Другая бывшая лагерница, столь же критически настроенная в отношении лагерных «мод», писала, что женщинам выдавали
«телогрейки, ватные гольфы до колен и лапти. Мы стали выглядеть как пугала. У нас почти не осталось своей одежды — все было продано уголовницам, точнее, обменяно на хлеб. Шелковые чулки и шарфы вызвали такой восторг, что пришлось их продать — отказаться было опасно»[604].
Поскольку рваная одежда воспринималась как унижение, многие тратили большие усилия на ее починку. Одна бывшая заключенная вспоминала, что поначалу не очень переживала из-за старой, изорванной одежды, но позднее
«поддалась общей, неистребимой потребности женщин прихорашиваться»
и стала зашивать дыры, делать карманы и т. д. Это помогало сохранить достоинство[605]. Женщины, хорошо умевшие шить, обычно могли заработать себе на добавочную еду, поскольку даже небольшие усовершенствования в стандартной одежде ценились высоко: способность чем-то отличаться, выглядеть хоть ненамного лучше других ассоциировалась, как мы увидим, с более высоким положением, лучшим здоровьем, привилегированностью. Варлам Шаламов хорошо понимал значение этих мелких различий:
«Нательное белье в лагере бывает „индивидуальное“ и „общее“. Это — казенные, официально принятые выражения наряду с такими словесными перлами, как „заклопленность“, „завшивленность“ и т. д. Белье „индивидуальное“ — это белье поновей и получше, которое берегут для лагерной обслуги, десятников из заключенных и тому подобных привилегированных лиц… Белье же „общее“ есть общее белье. Его раздают тут же, в бане, после мытья, взамен грязного, собираемого и пересчитываемого, впрочем, отдельно и заранее. Ни о каких выборах по росту не может быть и речи. Чистое белье — чистая лотерея, и странно и до слез больно было мне видеть взрослых людей, плакавших от обиды при получении истлевшего чистого взамен крепкого грязного. Ничто не может человека заставить отойти от тех неприятностей, которые и составляют жизнь»[606].
Мытье, бритье и раздача зэковской одежды были, при всем их шокирующем воздействии, только первым этапом длительной «инициации». Затем сразу же начиналось распределение будущих работников по категориям. Эта сортировка решала в жизни лагерников очень многое. От нее зависело все: статус заключенного в лагере, барак, в котором он жил, работа, которую он выполнял. Это, в свою очередь, нередко определяло, останется он в живых или нет.
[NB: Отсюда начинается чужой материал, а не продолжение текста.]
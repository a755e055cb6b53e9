use thiserror::Error;

use crate::gcode::{Code, Line, ParseError};

/// Commands understood by the plotter.
#[derive(Debug, PartialEq, Copy, Clone)]
pub enum Command {
    /// G0/G1: Linear move.
    Move(Move),
    /// G4: Dwell. Not timed.
    Dwell,
    /// G21: Millimeter units.
    Millimeters,
    /// G28: Home all axes.
    Home,
    /// G90: Absolute positioning.
    AbsolutePositioning,
    /// G92: Set position, in machine units.
    SetPosition { x: f64, y: f64 },
    /// M18: Disable motors.
    DisableMotors,
    /// M280 P0: Set pen servo height.
    SetPenHeight(f64),
    /// M280 for a servo other than the pen.
    OtherServo,
    /// A code the plotter does not know. It is ignored without reply.
    Unrecognized(Code),
}

/// Linear move, in machine units.
///
/// Each field is `None` when the corresponding word was absent; `Some(0.0)`
/// is a real coordinate.
#[derive(Debug, PartialEq, Copy, Clone)]
pub struct Move {
    pub x: Option<f64>,
    pub y: Option<f64>,
    pub feed_rate: Option<f64>,
}
impl Move {
    /// Target coordinates, if both axes were given.
    pub fn target(&self) -> Option<(f64, f64)> {
        Some((self.x?, self.y?))
    }
}

impl Command {
    /// Parses a line of text into a command.
    ///
    /// # Returns
    ///
    /// - `Ok(None)` for a blank line.
    /// - `Ok(Some(command))` for a well-formed, supported command.
    /// - `Err(_)` if the line is malformed, unsupported, or has invalid
    ///   arguments.
    pub fn parse(input: &str) -> Result<Option<Command>, CommandError> {
        match Line::parse(input)? {
            None => Ok(None),
            Some(line) => Self::from_line(&line).map(Some),
        }
    }

    /// Interprets a parsed line.
    pub fn from_line(line: &Line) -> Result<Command, CommandError> {
        let code = line.code;
        let command = match (code.letter(), code.number()) {
            ('G', 0) | ('G', 1) => Command::Move(Self::parse_move(line)?),
            ('G', 2) | ('G', 3) | ('G', 91) => {
                return Err(CommandError::Unsupported(code))
            }
            ('G', 4) => Command::Dwell,
            ('G', 21) => Command::Millimeters,
            ('G', 28) => Command::Home,
            ('G', 90) => Command::AbsolutePositioning,
            ('G', 92) => match (line.arg('X'), line.arg('Y')) {
                (Some(x), Some(y)) => Command::SetPosition { x, y },
                _ => return Err(CommandError::InvalidArguments(code)),
            },
            ('M', 18) => Command::DisableMotors,
            ('M', 280) => Self::parse_servo(line)?,
            _ => Command::Unrecognized(code),
        };
        Ok(command)
    }

    /// A feed rate that is not positive is an error only when the move has a
    /// target. Without one the move is acknowledged as a no-op and the bad
    /// feed rate is dropped.
    fn parse_move(line: &Line) -> Result<Move, CommandError> {
        let mut mv = Move {
            x: line.arg('X'),
            y: line.arg('Y'),
            feed_rate: line.arg('F'),
        };
        if let Some(f) = mv.feed_rate {
            if !f.is_finite() || f <= 0.0 {
                if mv.target().is_some() {
                    return Err(CommandError::InvalidArguments(line.code));
                }
                mv.feed_rate = None;
            }
        }
        Ok(mv)
    }

    fn parse_servo(line: &Line) -> Result<Command, CommandError> {
        let height = line
            .arg('S')
            .ok_or(CommandError::InvalidArguments(line.code))?;
        match line.arg('P') {
            None => Ok(Command::SetPenHeight(height)),
            Some(index) if index == 0.0 => Ok(Command::SetPenHeight(height)),
            Some(_) => Ok(Command::OtherServo),
        }
    }
}

/// Reasons a line is rejected.
#[derive(Error, Debug, PartialEq, Copy, Clone)]
pub enum CommandError {
    #[error("could not parse line: {0}")]
    Parse(#[from] ParseError),
    #[error("{0} is not supported")]
    Unsupported(Code),
    #[error("invalid arguments for {0}")]
    InvalidArguments(Code),
}

#[cfg(test)]
mod test {
    use super::*;

    fn parse(input: &str) -> Result<Option<Command>, CommandError> {
        Command::parse(input)
    }

    #[test]
    fn test_simple_commands() {
        assert_eq!(Ok(Some(Command::AbsolutePositioning)), parse("G90"));
        assert_eq!(Ok(Some(Command::Millimeters)), parse("G21"));
        assert_eq!(Ok(Some(Command::Home)), parse("G28"));
        assert_eq!(Ok(Some(Command::DisableMotors)), parse("M18"));
        assert_eq!(Ok(Some(Command::Dwell)), parse("G4 P500"));
        assert_eq!(Ok(None), parse(""));
    }

    #[test]
    fn test_move() {
        let expected = Command::Move(Move {
            x: Some(150.0),
            y: Some(75.0),
            feed_rate: Some(3000.0),
        });
        assert_eq!(Ok(Some(expected)), parse("G1 X150 Y75 F3000"));
        assert_eq!(Ok(Some(expected)), parse("G01 X150 Y75 F3000"));
    }

    #[test]
    fn test_move_zero_is_present() {
        let Ok(Some(Command::Move(mv))) = parse("G1 X0 Y50") else {
            panic!("expected a move");
        };
        assert_eq!(Some((0.0, 50.0)), mv.target());
    }

    #[test]
    fn test_move_missing_axis() {
        let Ok(Some(Command::Move(mv))) = parse("G0 X10") else {
            panic!("expected a move");
        };
        assert_eq!(None, mv.target());
    }

    #[test]
    fn test_move_bad_feed_rate() {
        assert_eq!(
            Err(CommandError::InvalidArguments(Code::g(1))),
            parse("G1 X1 Y1 F0")
        );
        assert_eq!(
            Err(CommandError::InvalidArguments(Code::g(0))),
            parse("G0 X1 Y1 F-100")
        );
    }

    #[test]
    fn test_move_missing_axis_drops_bad_feed_rate() {
        let expected = Command::Move(Move {
            x: Some(10.0),
            y: None,
            feed_rate: None,
        });
        assert_eq!(Ok(Some(expected)), parse("G1 X10 F0"));
        assert_eq!(Ok(Some(expected)), parse("G0 X10 F-5"));
    }

    #[test]
    fn test_unsupported() {
        assert_eq!(Err(CommandError::Unsupported(Code::g(91))), parse("G91"));
        assert_eq!(
            Err(CommandError::Unsupported(Code::g(2))),
            parse("G2 X10 Y10")
        );
        assert_eq!(
            Err(CommandError::Unsupported(Code::g(3))),
            parse("G3 X10 Y10")
        );
    }

    #[test]
    fn test_set_position() {
        assert_eq!(
            Ok(Some(Command::SetPosition { x: 0.0, y: 0.0 })),
            parse("G92 X0 Y0")
        );
        assert_eq!(
            Err(CommandError::InvalidArguments(Code::g(92))),
            parse("G92 X10")
        );
        assert_eq!(
            Err(CommandError::InvalidArguments(Code::g(92))),
            parse("G92")
        );
    }

    #[test]
    fn test_servo() {
        assert_eq!(Ok(Some(Command::SetPenHeight(30.0))), parse("M280 P0 S30"));
        assert_eq!(Ok(Some(Command::SetPenHeight(5.0))), parse("M280P0S5"));
        assert_eq!(Ok(Some(Command::SetPenHeight(0.0))), parse("M280 S0"));
        assert_eq!(Ok(Some(Command::OtherServo)), parse("M280 P1 S90"));
        assert_eq!(
            Err(CommandError::InvalidArguments(Code::m(280))),
            parse("M280 P0")
        );
    }

    #[test]
    fn test_unrecognized() {
        assert_eq!(Ok(Some(Command::Unrecognized(Code::m(105)))), parse("M105"));
        assert_eq!(
            Ok(Some(Command::Unrecognized(Code::new('T', 0)))),
            parse("T0")
        );
    }

    #[test]
    fn test_parse_error() {
        assert_eq!(
            Err(CommandError::Parse(ParseError::Syntax)),
            parse("G1 X1,5")
        );
    }
}
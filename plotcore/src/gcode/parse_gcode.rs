use core::fmt::{self, Display, Formatter};

use thiserror::Error;
use winnow::token::{one_of, take_while};
use winnow::{Parser, Result};

use super::parse_numbers::{parse_decimal, parse_digits_u16};

/// Maximum number of argument words held for a single line.
pub const MAX_ARGS: usize = 16;

/// Command code, like `G1` or `M280`.
///
/// Codes compare by value: `G01` and `G1` are the same code.
#[derive(Debug, PartialEq, Eq, Copy, Clone)]
pub struct Code {
    letter: char,
    number: u16,
}
impl Code {
    /// Creates a new `Code`.
    pub const fn new(letter: char, number: u16) -> Self {
        Self { letter, number }
    }

    /// Creates a `Gxxx` code.
    pub const fn g(number: u16) -> Self {
        Self::new('G', number)
    }

    /// Creates an `Mxxx` code.
    pub const fn m(number: u16) -> Self {
        Self::new('M', number)
    }

    /// The (upper case) letter of the code.
    pub fn letter(&self) -> char {
        self.letter
    }

    /// The numeric part of the code.
    pub fn number(&self) -> u16 {
        self.number
    }
}

impl Display for Code {
    fn fmt(&self, f: &mut Formatter<'_>) -> fmt::Result {
        write!(f, "{}{}", self.letter, self.number)
    }
}

/// Argument word, like `X150` or `F3000`.
#[derive(Debug, PartialEq, Copy, Clone)]
pub struct Word {
    pub letter: char,
    pub value: f64,
}

/// One parsed line: a code followed by its arguments, in input order.
#[derive(Debug, PartialEq, Clone)]
pub struct Line {
    pub code: Code,
    pub args: heapless::Vec<Word, MAX_ARGS>,
}
impl Line {
    /// Parses a single line of G-code.
    ///
    /// Anything after a `;` is a comment and is dropped.
    ///
    /// # Returns
    ///
    /// - `Ok(Some(line))` if the line held a command.
    /// - `Ok(None)` if the line was blank (or only a comment).
    /// - `Err(_)` if the line could not be parsed.
    pub fn parse(input: &str) -> core::result::Result<Option<Line>, ParseError> {
        let mut input_ref = strip_comment(input).trim();
        if input_ref.is_empty() {
            return Ok(None);
        }

        let code = parse_trim_code
            .parse_next(&mut input_ref)
            .map_err(|_| ParseError::Syntax)?;
        let mut args = heapless::Vec::new();
        match parse_words(&mut input_ref, &mut args) {
            Err(_) => Err(ParseError::Syntax),
            Ok(false) => Err(ParseError::TooManyArguments),
            Ok(true) => Ok(Some(Line { code, args })),
        }
    }

    /// Returns the value of the argument with the given letter.
    ///
    /// When a letter is repeated, the last occurrence wins. An argument
    /// whose value is `0` is still present.
    pub fn arg(&self, letter: char) -> Option<f64> {
        self.args
            .iter()
            .rev()
            .find(|word| word.letter == letter)
            .map(|word| word.value)
    }
}

/// Errors that can occur while parsing a line.
#[derive(Error, Debug, PartialEq, Eq, Copy, Clone)]
pub enum ParseError {
    /// A word lacked a letter prefix or a valid number.
    #[error("malformed word")]
    Syntax,
    /// The line held more arguments than can be buffered.
    #[error("too many arguments")]
    TooManyArguments,
}

/// Parse argument words, storing them in a buffer.
///
/// Parsing stops when the input is empty or the buffer is full. If the buffer
/// fills up first, the input is left at the word that did not fit.
///
/// # Returns
///
/// - `Ok(completed)` if parsing was successful. `completed` indicates whether
///   the whole input was consumed.
/// - `Err(_)` if a word could not be parsed.
fn parse_words<'s, const N: usize>(
    input: &mut &'s str,
    buffer: &mut heapless::Vec<Word, N>,
) -> Result<bool> {
    while !input.is_empty() {
        let prev_input = *input;
        let word = parse_trim_word.parse_next(input)?;
        if buffer.push(word).is_err() {
            *input = prev_input;
            break;
        }
    }
    Ok(input.is_empty())
}

/// Drop a trailing `;` comment.
fn strip_comment(input: &str) -> &str {
    match input.find(';') {
        Some(index) => &input[..index],
        None => input,
    }
}

/// Parse a Code, trimming whitespace on either side.
fn parse_trim_code<'s>(input: &mut &'s str) -> Result<Code> {
    skip_ws.parse_next(input)?;
    let result = parse_code.parse_next(input)?;
    skip_ws.parse_next(input)?;
    Ok(result)
}

/// Parse a Word, trimming whitespace on either side.
fn parse_trim_word<'s>(input: &mut &'s str) -> Result<Word> {
    skip_ws.parse_next(input)?;
    let result = parse_word.parse_next(input)?;
    skip_ws.parse_next(input)?;
    Ok(result)
}

/// Parse a command code, like `G1`.
fn parse_code<'s>(input: &mut &'s str) -> Result<Code> {
    let letter = parse_letter.parse_next(input)?;
    let number = parse_digits_u16.parse_next(input)?;
    Ok(Code::new(letter, number))
}

/// Parse an argument word, like `X-12.5`.
fn parse_word<'s>(input: &mut &'s str) -> Result<Word> {
    let letter = parse_letter.parse_next(input)?;
    let value = parse_decimal.parse_next(input)?;
    Ok(Word { letter, value })
}

/// Parse an ASCII letter, normalized to upper case.
fn parse_letter<'s>(input: &mut &'s str) -> Result<char> {
    one_of(|c: char| c.is_ascii_alphabetic())
        .map(|c: char| c.to_ascii_uppercase())
        .parse_next(input)
}

/// Skip whitespace when parsing.
fn skip_ws<'s>(input: &mut &'s str) -> Result<()> {
    take_while(0.., char::is_whitespace)
        .parse_next(input)
        .map(|_| ())
}
//! Firmware core of a simulated XY pen plotter.
//!
//! Lines of G-code come in over a [transport::LineTransport], are parsed and
//! applied to the machine by a [Session], and moves are drained from a
//! [MotionQueue] one tick at a time.

pub mod command;
pub mod gcode;
mod machine;
mod motion;
mod position;
pub mod session;
pub mod simulator;
pub mod transport;

pub use command::Command;
pub use machine::MachineConfig;
pub use machine::MachineState;
pub use machine::PositioningMode;
pub use motion::MotionQueue;
pub use motion::Segment;
pub use motion::SegmentKind;
pub use motion::Step;
pub use position::Position;
pub use session::Frame;
pub use session::Response;
pub use session::Session;
pub use simulator::Renderer;
pub use simulator::Simulator;
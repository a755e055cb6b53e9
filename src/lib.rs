//! Host side of the plotter simulator: a serial-like channel over stdio and
//! a renderer that logs the pen path.

pub mod renderer;
pub mod stdio;

pub use renderer::TraceRenderer;
pub use stdio::StdioChannel;
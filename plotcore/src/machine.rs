use crate::Position;

/// Fixed machine parameters.
///
/// Every field can be overridden; [Default] gives the values of the
/// simulated plotter.
#[derive(Debug, PartialEq, Copy, Clone)]
pub struct MachineConfig {
    /// Travel of each axis in machine units (mm). Maps to `1.0` normalized.
    pub axis_travel: f64,
    /// Pen heights above this are "up" (travel only).
    pub pen_threshold: f64,
    /// Simulation tick, in seconds.
    pub tick: f64,
    /// Feed rate at power-on, in machine units per minute.
    pub initial_feed_rate: f64,
    /// Pen height at power-on.
    pub initial_pen_height: f64,
}
impl MachineConfig {
    pub const AXIS_TRAVEL: f64 = 300.0;
    pub const PEN_THRESHOLD: f64 = 10.0;
    pub const TICK: f64 = 0.01;
    pub const INITIAL_FEED_RATE: f64 = 10_000.0;
    pub const INITIAL_PEN_HEIGHT: f64 = 30.0;
}

impl Default for MachineConfig {
    fn default() -> Self {
        Self {
            axis_travel: Self::AXIS_TRAVEL,
            pen_threshold: Self::PEN_THRESHOLD,
            tick: Self::TICK,
            initial_feed_rate: Self::INITIAL_FEED_RATE,
            initial_pen_height: Self::INITIAL_PEN_HEIGHT,
        }
    }
}

/// Positioning mode.
///
/// Relative positioning is rejected, so absolute is the only mode there is.
#[derive(Debug, PartialEq, Eq, Copy, Clone, Default)]
pub enum PositioningMode {
    #[default]
    Absolute,
}

/// Mutable state of the simulated machine.
#[derive(Debug, Clone)]
pub struct MachineState {
    config: MachineConfig,
    position: Position,
    feed_rate: f64,
    pen_height: f64,
    mode: PositioningMode,
}
impl MachineState {
    /// Creates a machine at the origin with power-on feed rate and pen height.
    pub fn new(config: MachineConfig) -> Self {
        Self {
            config,
            position: Position::origin(),
            feed_rate: config.initial_feed_rate,
            pen_height: config.initial_pen_height,
            mode: PositioningMode::Absolute,
        }
    }

    pub fn config(&self) -> &MachineConfig {
        &self.config
    }

    /// Current (normalized) position.
    pub fn position(&self) -> Position {
        self.position
    }

    pub fn set_position(&mut self, position: Position) {
        self.position = position;
    }

    /// Current feed rate, in machine units per minute.
    pub fn feed_rate(&self) -> f64 {
        self.feed_rate
    }

    pub fn set_feed_rate(&mut self, feed_rate: f64) {
        self.feed_rate = feed_rate;
    }

    pub fn pen_height(&self) -> f64 {
        self.pen_height
    }

    pub fn set_pen_height(&mut self, pen_height: f64) {
        self.pen_height = pen_height;
    }

    /// Whether the pen is touching the paper.
    pub fn pen_down(&self) -> bool {
        self.pen_height <= self.config.pen_threshold
    }

    pub fn mode(&self) -> PositioningMode {
        self.mode
    }

    pub fn set_mode(&mut self, mode: PositioningMode) {
        self.mode = mode;
    }

    /// Converts machine coordinates (mm) to a normalized [Position].
    pub fn normalize(&self, x: f64, y: f64) -> Position {
        Position::new(x / self.config.axis_travel, y / self.config.axis_travel)
    }

    /// Feed rate converted to normalized units per second.
    pub fn speed_limit(&self) -> f64 {
        self.feed_rate / 60.0 / self.config.axis_travel
    }
}

impl Default for MachineState {
    fn default() -> Self {
        Self::new(MachineConfig::default())
    }
}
Должна сказать, что я не нашла в мемуарах указаний на сортировку, подобную той, что практиковалась в нацистских лагерях смерти. Иными словами — на сортировку, после которой более слабых отводили в сторону и расстреливали. Зверства при приемке новых партий заключенных, безусловно, случались (об одном эпизоде рассказывает переживший его бывший соловчанин)[607], но обычная практика, по крайней мере в конце 30-х и начале 40-х годов, была иной. Ослабевших не везли в какой-нибудь дальний лагпункт на расстрел, а помещали на «карантин», во-первых, чтобы оградить других от возможных инфекций, во-вторых, чтобы люди, перенесшие тюрьму и мучительный переезд, могли подкормиться. Лагерное начальство, судя по всему, относилось к этому правилу серьезно, что подтверждается как архивными документами, так и воспоминаниями бывших заключенных[608].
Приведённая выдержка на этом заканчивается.